On Friday afternoon, Gawker published a long profile of a Reddit moderator who went by Violentacrez. A Texas programmer in real life, Violentacrez has helped shape Reddit’s norms, mentoring and writing documentation for moderators, scrubbing the site for patently illegal content, but also helping establish some of its most distasteful subsections, some openly racist, and others devoted to posting and discussion of sexualized images of very young women taken or republished without their consent. It’s very, very ugly behavior, and Violentacrez, who became a Reddit star, represents the outer limit of speech Reddit will defend. Reddit subsections have responded to the profile by collectively banning links from Gawker sites. But whatever your opinion of publishing Violentacrez’s real identity, the profile and the conversation around it have furthered discussions about a range of misogynistic behaviors, from the belief that men are entitled to images of women, even those obtained invasively, to the idea that men have a more valid right to protection of their identities or to sexual gratification than women have to be free of harassment or to name harassing behavior for what it is.

In the midst of the discussion of the Gawker piece, New Yorker television critic and friend of this blog Emily Nussbaum tweeted “The whole Gawker/Reddit expose is reminding me how thoughtful & prescient Buffy Season 6 was about exactly this type of geek misogyny.” It’s a brilliant observation, and I’d take it a step further. The sixth season of Buffy the Vampire Slayer, in which the titular demon hunter and her friends find themselves harassed by three young men, Jonathan Levinson, Andrew Wells, and Warren Mears, who call themselves The Trio. These characters are each an important example of three different and damaging kinds of views men can have of women, and what toxic and tragic things can come to pass when those different worldviews are conflated and intermingled.

When we meet Jonathan Levinson, the member of the Trio who has the longest history with Buffy and her friends, he seems awfully like some of the men on Reddit and elsewhere who express profound yearning for emotional and sexual connection with women (in particular), but are afraid such connections are permanently beyond their grasp. His failed high school relationships, which take place on the periphery of Buffy’s adventures, read like a litany of stereotypical complaints about the true motivations of women. There’s the reincarnated Inca princess who wants him for his life-force rather than his person.
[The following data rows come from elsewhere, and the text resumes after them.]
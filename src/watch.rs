//! Filesystem watching and the rebuild loop.
//!
//! Two halves joined by a channel:
//!
//! ```text
//! notify debouncer ──ChangeSet──▶ mpsc ──▶ WatchCoordinator ──▶ BuildOrchestrator
//!  (own thread)                               (caller's thread)
//! ```
//!
//! [`subscribe`] watches the content and templates roots (recursively) and
//! the site root (for `site.toml`). Each debounce window becomes at most one
//! [`ChangeSet`], with editor noise and paths outside the watched inputs
//! dropped. A window that is all noise sends nothing.
//!
//! [`WatchCoordinator::run`] consumes change sets one at a time. Sets that
//! queued up while a build was running are merged into one before the next
//! incremental build, so a burst never causes back-to-back rebuilds. The
//! loop checks its [`StopHandle`] between windows; a build in progress
//! always finishes first.

use crate::config::{SitePaths, WatchConfig};
use crate::orchestrator::{BuildError, BuildOrchestrator, BuildReport};
use notify::RecursiveMode;
use notify_debouncer_mini::{DebounceEventResult, Debouncer, new_debouncer};
use std::collections::BTreeSet;
use std::path::{Path, PathBuf};
use std::sync::Arc;
use std::sync::atomic::{AtomicBool, Ordering};
use std::sync::mpsc::{self, Receiver, RecvTimeoutError};
use std::time::Duration;
use thiserror::Error;
use tracing::{debug, info, warn};

#[derive(Error, Debug)]
pub enum WatchError {
    #[error("cannot watch {}: {source}", path.display())]
    Subscription {
        path: PathBuf,
        #[source]
        source: notify::Error,
    },
}

/// Changed paths from one debounce window. Repeated changes to a path
/// collapse into one entry.
#[derive(Debug, Clone, Default, PartialEq, Eq)]
pub struct ChangeSet {
    paths: BTreeSet<PathBuf>,
}

impl ChangeSet {
    pub fn new() -> Self {
        Self::default()
    }

    pub fn from_paths(paths: impl IntoIterator<Item = PathBuf>) -> Self {
        Self {
            paths: paths.into_iter().collect(),
        }
    }

    pub fn insert(&mut self, path: PathBuf) {
        self.paths.insert(path);
    }

    /// Fold a later window into this one.
    pub fn merge(&mut self, other: ChangeSet) {
        self.paths.extend(other.paths);
    }

    pub fn paths(&self) -> impl Iterator<Item = &Path> {
        self.paths.iter().map(PathBuf::as_path)
    }

    pub fn len(&self) -> usize {
        self.paths.len()
    }

    pub fn is_empty(&self) -> bool {
        self.paths.is_empty()
    }
}

/// Temporary and backup files editors write around a save.
pub fn is_noise(path: &Path, ignore: &[String]) -> bool {
    let Some(name) = path.file_name().and_then(|n| n.to_str()) else {
        return true;
    };
    if name.starts_with('.')
        || name.ends_with('~')
        || name == "4913"
        || [".swp", ".swx", ".tmp"].iter().any(|ext| name.ends_with(ext))
    {
        return true;
    }
    let text = path.to_string_lossy();
    ignore.iter().any(|pattern| text.contains(pattern.as_str()))
}

/// Cooperative stop signal for [`WatchCoordinator::run`].
#[derive(Debug, Clone, Default)]
pub struct StopHandle(Arc<AtomicBool>);

impl StopHandle {
    pub fn new() -> Self {
        Self::default()
    }

    pub fn stop(&self) {
        self.0.store(true, Ordering::SeqCst);
    }

    pub fn is_stopped(&self) -> bool {
        self.0.load(Ordering::SeqCst)
    }
}

/// A live filesystem subscription. Dropping it stops the notifications.
pub struct Subscription {
    _debouncer: Debouncer<notify::RecommendedWatcher>,
}

/// Whether a changed path is an input of the build.
fn is_watched_input(path: &Path, paths: &SitePaths) -> bool {
    if path.starts_with(&paths.output) {
        return false;
    }
    path == paths.config_file || path.starts_with(&paths.content) || path.starts_with(&paths.templates)
}

/// Start watching the site's inputs.
pub fn subscribe(
    paths: &SitePaths,
    config: &WatchConfig,
) -> Result<(Subscription, Receiver<ChangeSet>), WatchError> {
    let (tx, rx) = mpsc::channel();
    let filter_paths = paths.clone();
    let ignore = config.ignore.clone();

    let mut debouncer = new_debouncer(
        Duration::from_millis(config.debounce_ms),
        move |res: DebounceEventResult| match res {
            Ok(events) => {
                let set = ChangeSet::from_paths(
                    events
                        .into_iter()
                        .map(|event| event.path)
                        .filter(|path| is_watched_input(path, &filter_paths))
                        .filter(|path| !is_noise(path, &ignore)),
                );
                if !set.is_empty() && tx.send(set).is_err() {
                    debug!("change receiver gone");
                }
            }
            Err(e) => warn!(error = %e, "watch error"),
        },
    )
    .map_err(|source| WatchError::Subscription {
        path: paths.root.clone(),
        source,
    })?;

    let targets = [
        (&paths.content, RecursiveMode::Recursive),
        (&paths.templates, RecursiveMode::Recursive),
        (&paths.root, RecursiveMode::NonRecursive),
    ];
    for (target, mode) in targets {
        if !target.exists() {
            debug!(path = %target.display(), "not watching missing directory");
            continue;
        }
        debouncer
            .watcher()
            .watch(target, mode)
            .map_err(|source| WatchError::Subscription {
                path: target.clone(),
                source,
            })?;
        info!(path = %target.display(), "watching");
    }

    Ok((
        Subscription {
            _debouncer: debouncer,
        },
        rx,
    ))
}

/// Drives incremental builds from a stream of change sets.
pub struct WatchCoordinator {
    stop: StopHandle,
    poll: Duration,
}

impl WatchCoordinator {
    pub fn new(stop: StopHandle) -> Self {
        Self {
            stop,
            poll: Duration::from_millis(200),
        }
    }

    /// How often the loop wakes to check the stop handle while idle.
    pub fn with_poll_interval(mut self, poll: Duration) -> Self {
        self.poll = poll;
        self
    }

    /// Run until stopped or the sender side disconnects. `on_build` sees the
    /// result of each incremental build. Returns how many builds ran.
    pub fn run(
        &self,
        orchestrator: &mut BuildOrchestrator,
        changes: &Receiver<ChangeSet>,
        mut on_build: impl FnMut(&ChangeSet, &Result<BuildReport, BuildError>),
    ) -> usize {
        let mut builds = 0;
        while !self.stop.is_stopped() {
            let mut set = match changes.recv_timeout(self.poll) {
                Ok(set) => set,
                Err(RecvTimeoutError::Timeout) => continue,
                Err(RecvTimeoutError::Disconnected) => break,
            };
            while let Ok(more) = changes.try_recv() {
                set.merge(more);
            }
            if set.is_empty() {
                continue;
            }

            debug!(paths = set.len(), "change set");
            let result = orchestrator.incremental_build(&set);
            if let Err(e) = &result {
                warn!(error = %e, "rebuild failed, keeping previous output");
            }
            on_build(&set, &result);
            builds += 1;
        }
        info!(builds, "watch stopped");
        builds
    }
}
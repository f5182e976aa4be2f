use clap::Parser;
use gallerist::commands::{self, Context, DispatchError};
use gallerist::config::{self, SitePaths};
use gallerist::output;
use gallerist::plugins::Registry;
use std::path::PathBuf;
use std::process::ExitCode;

#[derive(Parser)]
#[command(name = "gallerist")]
#[command(version)]
#[command(about = "Plugin-driven static site and photo gallery generator")]
#[command(long_about = "\
Plugin-driven static site and photo gallery generator

Site structure:

  site.toml                  # Site config (optional)
  content/
  ├── index.md               # Home page (gets the root listing)
  ├── 010-Landscapes/
  │   ├── 001-dawn.jpg       # Gallery entry, metadata from EXIF/IPTC
  │   ├── 001-dawn.toml      # Sidecar: overrides any embedded field
  │   └── 001-dawn.txt       # Sidecar: description
  └── about.md               # Page, YAML front matter optional
  templates/
  ├── style.css              # Inlined into every page
  └── footer.html
  plugins/
  └── raw.toml               # External command/handler/template-helper

Metadata resolution (later wins):
  embedded EXIF/IPTC → .txt sidecar → .toml sidecar
  missing title: filename (010-Grey-Wolf.jpg → \"Grey Wolf\")
  missing date:  file modification time

Commands:
  add, build, build-documentation, clean, publish, serve, tests, watch
  plus any command units found in the plugins directory.")]
struct Cli {
    /// Site root (the directory holding site.toml)
    #[arg(long, default_value = ".", global = true)]
    site: PathBuf,

    /// Plugins directory (default: [paths].plugins from site.toml)
    #[arg(long, global = true)]
    plugins: Option<PathBuf>,

    /// Debug logging
    #[arg(short, long, global = true)]
    verbose: bool,

    /// Command to run
    command: String,

    /// Arguments passed to the command
    #[arg(trailing_var_arg = true, allow_hyphen_values = true)]
    args: Vec<String>,
}

fn main() -> Result<ExitCode, Box<dyn std::error::Error>> {
    let cli = Cli::parse();

    let subscriber = tracing_subscriber::fmt()
        .with_env_filter(
            tracing_subscriber::EnvFilter::from_default_env().add_directive(if cli.verbose {
                tracing::Level::DEBUG.into()
            } else {
                tracing::Level::INFO.into()
            }),
        )
        .with_writer(std::io::stderr)
        .finish();
    tracing::subscriber::set_global_default(subscriber)?;

    let root = std::fs::canonicalize(&cli.site)?;
    let site_config = config::load_config(&root)?;
    let plugins_dir = cli
        .plugins
        .unwrap_or_else(|| SitePaths::resolve(&root, &site_config).plugins);
    let registry = Registry::discover(Some(&plugins_dir))?;

    let context = Context::new(&root, site_config, registry).with_args(cli.args);
    match commands::dispatch(&cli.command, &context) {
        Ok(status) => Ok(status.into()),
        Err(DispatchError::UnknownCommand { name, available }) => {
            output::print_unknown_command(&name, &available);
            Ok(ExitCode::FAILURE)
        }
        Err(e) => {
            output::print_error(&e);
            Ok(ExitCode::FAILURE)
        }
    }
}
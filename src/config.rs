//! Site configuration module.
//!
//! Handles loading, validating and merging `site.toml`. The file lives at the
//! site root and is layered over stock defaults: user files only need the
//! values they want to change.
//!
//! ## Site Layout
//!
//! ```text
//! my-site/
//! ├── site.toml          # This file (optional)
//! ├── content/           # Images, pages, sidecars
//! ├── templates/         # Stylesheets inlined into every page
//! ├── plugins/           # Plugin manifests (*.toml)
//! └── dist/              # Build output
//! ```
//!
//! ## Configuration Options
//!
//! ```toml
//! # All options are optional - defaults shown below
//!
//! [site]
//! title = "Gallery"
//!
//! [paths]
//! content = "content"
//! templates = "templates"
//! output = "dist"
//! plugins = "plugins"
//!
//! [build]
//! strict = false            # Per-item errors fail the build
//!
//! [processing]
//! max_processes = 4         # Max parallel workers (omit for auto = CPU cores)
//!
//! [watch]
//! debounce_ms = 250
//! ignore = []               # Path substrings to ignore
//!
//! [handlers.gallery]
//! extensions = ["jpg", "jpeg", "png", "tif", "tiff", "webp"]
//!
//! [handlers.page]
//! extensions = ["md", "markdown"]
//!
//! [publish]
//! command = []              # e.g. ["rsync", "-a", "{output}/", "host:/srv/www/"]
//!
//! [documentation]
//! source = "docs"
//! output = "dist-docs"
//! ```
//!
//! Unknown keys are rejected to catch typos early.

use serde::{Deserialize, Serialize};
use std::fs;
use std::path::{Path, PathBuf};
use thiserror::Error;

/// Name of the configuration file at the site root.
pub const CONFIG_FILENAME: &str = "site.toml";

#[derive(Error, Debug)]
pub enum ConfigError {
    #[error("IO error: {0}")]
    Io(#[from] std::io::Error),
    #[error("TOML parse error: {0}")]
    Toml(#[from] toml::de::Error),
    #[error("TOML serialize error: {0}")]
    Serialize(#[from] toml::ser::Error),
    #[error("Config validation error: {0}")]
    Validation(String),
}

/// Site configuration loaded from `site.toml`.
///
/// All fields have sensible defaults. Unknown keys are rejected.
#[derive(Debug, Clone, Default, PartialEq, Serialize, Deserialize)]
#[serde(default, deny_unknown_fields)]
pub struct SiteConfig {
    pub site: SiteSection,
    /// Directory layout, relative to the site root.
    pub paths: PathsConfig,
    pub build: BuildConfig,
    /// Parallel processing settings.
    pub processing: ProcessingConfig,
    pub watch: WatchConfig,
    /// Per-handler options.
    pub handlers: HandlersConfig,
    pub publish: PublishConfig,
    pub documentation: DocumentationConfig,
}

impl SiteConfig {
    /// Validate config values are within acceptable ranges.
    pub fn validate(&self) -> Result<(), ConfigError> {
        let paths = [
            ("paths.content", &self.paths.content),
            ("paths.templates", &self.paths.templates),
            ("paths.output", &self.paths.output),
            ("paths.plugins", &self.paths.plugins),
        ];
        for (key, value) in paths {
            if value.trim().is_empty() {
                return Err(ConfigError::Validation(format!("{key} must not be empty")));
            }
        }
        if self.paths.output == self.paths.content || self.paths.output == self.paths.templates {
            return Err(ConfigError::Validation(
                "paths.output must differ from paths.content and paths.templates".into(),
            ));
        }
        if self.watch.debounce_ms == 0 {
            return Err(ConfigError::Validation(
                "watch.debounce_ms must be non-zero".into(),
            ));
        }
        if self.handlers.gallery.extensions.is_empty() && self.handlers.page.extensions.is_empty()
        {
            return Err(ConfigError::Validation(
                "at least one of handlers.gallery.extensions, handlers.page.extensions must be set"
                    .into(),
            ));
        }
        for ext in self
            .handlers
            .gallery
            .extensions
            .iter()
            .chain(&self.handlers.page.extensions)
        {
            if ext.is_empty() || ext.starts_with('.') {
                return Err(ConfigError::Validation(format!(
                    "handler extension `{ext}` must be non-empty and given without a dot"
                )));
            }
        }
        Ok(())
    }
}

#[derive(Debug, Clone, PartialEq, Serialize, Deserialize)]
#[serde(default, deny_unknown_fields)]
pub struct SiteSection {
    /// Shown in page titles and the root index heading.
    pub title: String,
}

impl Default for SiteSection {
    fn default() -> Self {
        Self {
            title: "Gallery".to_string(),
        }
    }
}

#[derive(Debug, Clone, PartialEq, Serialize, Deserialize)]
#[serde(default, deny_unknown_fields)]
pub struct PathsConfig {
    pub content: String,
    pub templates: String,
    pub output: String,
    pub plugins: String,
}

impl Default for PathsConfig {
    fn default() -> Self {
        Self {
            content: "content".to_string(),
            templates: "templates".to_string(),
            output: "dist".to_string(),
            plugins: "plugins".to_string(),
        }
    }
}

#[derive(Debug, Clone, Default, PartialEq, Serialize, Deserialize)]
#[serde(default, deny_unknown_fields)]
pub struct BuildConfig {
    /// Treat per-item errors as failures (non-zero exit status).
    pub strict: bool,
}

/// Parallel processing settings.
#[derive(Debug, Clone, Default, PartialEq, Serialize, Deserialize)]
#[serde(default, deny_unknown_fields)]
pub struct ProcessingConfig {
    /// Maximum number of parallel handler workers.
    /// When absent, defaults to the number of CPU cores.
    /// Values larger than the core count are clamped down.
    pub max_processes: Option<usize>,
}

/// Resolve the effective thread count from config.
///
/// - `None` → use all available cores
/// - `Some(n)` → use `min(n, cores)` (user can constrain down, not up)
pub fn effective_threads(config: &ProcessingConfig) -> usize {
    let cores = std::thread::available_parallelism()
        .map(|n| n.get())
        .unwrap_or(1);
    config
        .max_processes
        .map(|n| n.clamp(1, cores))
        .unwrap_or(cores)
}

#[derive(Debug, Clone, PartialEq, Serialize, Deserialize)]
#[serde(default, deny_unknown_fields)]
pub struct WatchConfig {
    /// Events within this window are coalesced into one change set.
    pub debounce_ms: u64,
    /// Changed paths containing any of these substrings are ignored.
    pub ignore: Vec<String>,
}

impl Default for WatchConfig {
    fn default() -> Self {
        Self {
            debounce_ms: 250,
            ignore: Vec::new(),
        }
    }
}

#[derive(Debug, Clone, Default, PartialEq, Serialize, Deserialize)]
#[serde(default, deny_unknown_fields)]
pub struct HandlersConfig {
    pub gallery: HandlerOptions,
    pub page: HandlerOptions,
}

impl HandlersConfig {
    fn stock() -> Self {
        Self {
            gallery: HandlerOptions::with(&["jpg", "jpeg", "png", "tif", "tiff", "webp"]),
            page: HandlerOptions::with(&["md", "markdown"]),
        }
    }
}

#[derive(Debug, Clone, Default, PartialEq, Serialize, Deserialize)]
#[serde(default, deny_unknown_fields)]
pub struct HandlerOptions {
    /// File extensions (lowercase, no dot) this handler claims.
    pub extensions: Vec<String>,
}

impl HandlerOptions {
    fn with(extensions: &[&str]) -> Self {
        Self {
            extensions: extensions.iter().map(|e| e.to_string()).collect(),
        }
    }

    pub fn claims(&self, extension: &str) -> bool {
        self.extensions
            .iter()
            .any(|e| e.eq_ignore_ascii_case(extension))
    }
}

#[derive(Debug, Clone, Default, PartialEq, Serialize, Deserialize)]
#[serde(default, deny_unknown_fields)]
pub struct PublishConfig {
    /// Program and arguments; `{output}` is replaced by the output directory.
    pub command: Vec<String>,
}

#[derive(Debug, Clone, PartialEq, Serialize, Deserialize)]
#[serde(default, deny_unknown_fields)]
pub struct DocumentationConfig {
    pub source: String,
    pub output: String,
}

impl Default for DocumentationConfig {
    fn default() -> Self {
        Self {
            source: "docs".to_string(),
            output: "dist-docs".to_string(),
        }
    }
}

/// Absolute locations of everything a build touches.
#[derive(Debug, Clone, PartialEq, Eq)]
pub struct SitePaths {
    pub root: PathBuf,
    pub content: PathBuf,
    pub templates: PathBuf,
    pub output: PathBuf,
    pub plugins: PathBuf,
    pub config_file: PathBuf,
}

impl SitePaths {
    /// Resolve the configured directories against the site root.
    pub fn resolve(root: &Path, config: &SiteConfig) -> Self {
        Self {
            root: root.to_path_buf(),
            content: root.join(&config.paths.content),
            templates: root.join(&config.paths.templates),
            output: root.join(&config.paths.output),
            plugins: root.join(&config.paths.plugins),
            config_file: root.join(CONFIG_FILENAME),
        }
    }

    /// The same site with a different content source and output directory.
    pub fn with_content(&self, content: &str, output: &str) -> Self {
        Self {
            content: self.root.join(content),
            output: self.root.join(output),
            ..self.clone()
        }
    }
}

// =============================================================================
// Config loading, merging, and validation
// =============================================================================

/// The stock configuration: [`SiteConfig::default`] with the built-in
/// handler extension tables filled in.
pub fn stock_config() -> SiteConfig {
    SiteConfig {
        handlers: HandlersConfig::stock(),
        ..SiteConfig::default()
    }
}

/// Returns the stock default config as a `toml::Value::Table`.
///
/// This is the base layer user overrides are merged onto.
pub fn stock_defaults_value() -> Result<toml::Value, ConfigError> {
    Ok(toml::Value::try_from(stock_config())?)
}

/// Recursively merge `overlay` on top of `base`.
///
/// - Tables are merged key-by-key (overlay keys override base keys).
/// - Non-table values in overlay replace base values entirely.
/// - Keys in base that are not in overlay are preserved.
pub fn merge_toml(base: toml::Value, overlay: toml::Value) -> toml::Value {
    match (base, overlay) {
        (toml::Value::Table(mut base_table), toml::Value::Table(overlay_table)) => {
            for (key, overlay_val) in overlay_table {
                let merged = match base_table.remove(&key) {
                    Some(base_val) => merge_toml(base_val, overlay_val),
                    None => overlay_val,
                };
                base_table.insert(key, merged);
            }
            toml::Value::Table(base_table)
        }
        (_, overlay) => overlay,
    }
}

/// Load `site.toml` from the site root as a raw TOML value.
///
/// Returns `Ok(None)` if the file does not exist.
/// Returns `Err` if the file exists but contains invalid TOML.
pub fn load_raw_config(root: &Path) -> Result<Option<toml::Value>, ConfigError> {
    let config_path = root.join(CONFIG_FILENAME);
    if !config_path.exists() {
        return Ok(None);
    }
    let content = fs::read_to_string(&config_path)?;
    let value: toml::Value = toml::from_str(&content)?;
    Ok(Some(value))
}

/// Merge an optional overlay onto a base value, then deserialize and validate.
pub fn resolve_config(
    base: toml::Value,
    overlay: Option<toml::Value>,
) -> Result<SiteConfig, ConfigError> {
    let merged = match overlay {
        Some(ov) => merge_toml(base, ov),
        None => base,
    };
    let config: SiteConfig = merged.try_into()?;
    config.validate()?;
    Ok(config)
}

/// Load config from `site.toml` in the given site root.
///
/// Merges user values on top of stock defaults, rejects unknown keys,
/// and validates the result.
pub fn load_config(root: &Path) -> Result<SiteConfig, ConfigError> {
    let base = stock_defaults_value()?;
    let overlay = load_raw_config(root)?;
    resolve_config(base, overlay)
}

#[cfg(test)]
mod tests {
    use super::*;
    use tempfile::TempDir;

    #[test]
    fn stock_config_has_handler_extensions() {
        let config = stock_config();
        assert!(config.handlers.gallery.claims("JPG"));
        assert!(config.handlers.page.claims("md"));
        assert!(!config.handlers.page.claims("jpg"));
        assert!(config.validate().is_ok());
    }

    #[test]
    fn load_config_returns_stock_when_no_file() {
        let tmp = TempDir::new().unwrap();
        let config = load_config(tmp.path()).unwrap();
        assert_eq!(config, stock_config());
        assert_eq!(config.paths.content, "content");
        assert_eq!(config.watch.debounce_ms, 250);
    }

    #[test]
    fn partial_file_keeps_other_defaults() {
        let tmp = TempDir::new().unwrap();
        fs::write(
            tmp.path().join(CONFIG_FILENAME),
            r#"
[site]
title = "Field Notes"

[handlers.page]
extensions = ["md"]
"#,
        )
        .unwrap();

        let config = load_config(tmp.path()).unwrap();
        assert_eq!(config.site.title, "Field Notes");
        assert_eq!(config.handlers.page.extensions, vec!["md"]);
        // Sibling table untouched by the overlay
        assert!(config.handlers.gallery.claims("webp"));
        assert_eq!(config.paths.output, "dist");
    }

    #[test]
    fn unknown_keys_are_rejected() {
        let tmp = TempDir::new().unwrap();
        fs::write(tmp.path().join(CONFIG_FILENAME), "[paths]\ncontnet = \"x\"\n").unwrap();
        assert!(matches!(
            load_config(tmp.path()),
            Err(ConfigError::Toml(_))
        ));
    }

    #[test]
    fn output_equal_to_content_is_invalid() {
        let tmp = TempDir::new().unwrap();
        fs::write(tmp.path().join(CONFIG_FILENAME), "[paths]\noutput = \"content\"\n").unwrap();
        assert!(matches!(
            load_config(tmp.path()),
            Err(ConfigError::Validation(_))
        ));
    }

    #[test]
    fn zero_debounce_is_invalid() {
        let mut config = stock_config();
        config.watch.debounce_ms = 0;
        assert!(config.validate().is_err());
    }

    #[test]
    fn dotted_extension_is_invalid() {
        let mut config = stock_config();
        config.handlers.gallery.extensions = vec![".jpg".into()];
        assert!(config.validate().is_err());
    }

    #[test]
    fn merge_toml_overlays_nested_tables() {
        let base: toml::Value = toml::from_str("[a]\nx = 1\ny = 2\n").unwrap();
        let overlay: toml::Value = toml::from_str("[a]\ny = 3\n[b]\nz = 4\n").unwrap();
        let merged = merge_toml(base, overlay);
        assert_eq!(merged["a"]["x"].as_integer(), Some(1));
        assert_eq!(merged["a"]["y"].as_integer(), Some(3));
        assert_eq!(merged["b"]["z"].as_integer(), Some(4));
    }

    #[test]
    fn effective_threads_clamps_to_cores() {
        let cores = std::thread::available_parallelism()
            .map(|n| n.get())
            .unwrap_or(1);
        let config = ProcessingConfig {
            max_processes: Some(cores + 16),
        };
        assert_eq!(effective_threads(&config), cores);
        let one = ProcessingConfig {
            max_processes: Some(0),
        };
        assert_eq!(effective_threads(&one), 1);
    }

    #[test]
    fn site_paths_resolve_against_root() {
        let paths = SitePaths::resolve(Path::new("/srv/site"), &stock_config());
        assert_eq!(paths.content, Path::new("/srv/site/content"));
        assert_eq!(paths.output, Path::new("/srv/site/dist"));
        assert_eq!(paths.config_file, Path::new("/srv/site/site.toml"));

        let docs = paths.with_content("docs", "dist-docs");
        assert_eq!(docs.content, Path::new("/srv/site/docs"));
        assert_eq!(docs.templates, paths.templates);
    }
}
Cordelia Chase, a popular and beautiful girl, uses him to get over her own feelings of rejection with little regard for Jonathan’s emotions. Later, he has a date to prom who apparently doesn’t last. Jonathan struggles with suicidal impulses that Buffy initially mistakes for murderousness, an indicator of his profound self-hatred. And while Jonathan recovers enough to want to live, to honor Buffy for protecting him and other students at prom, he remains profoundly alienated and insecure.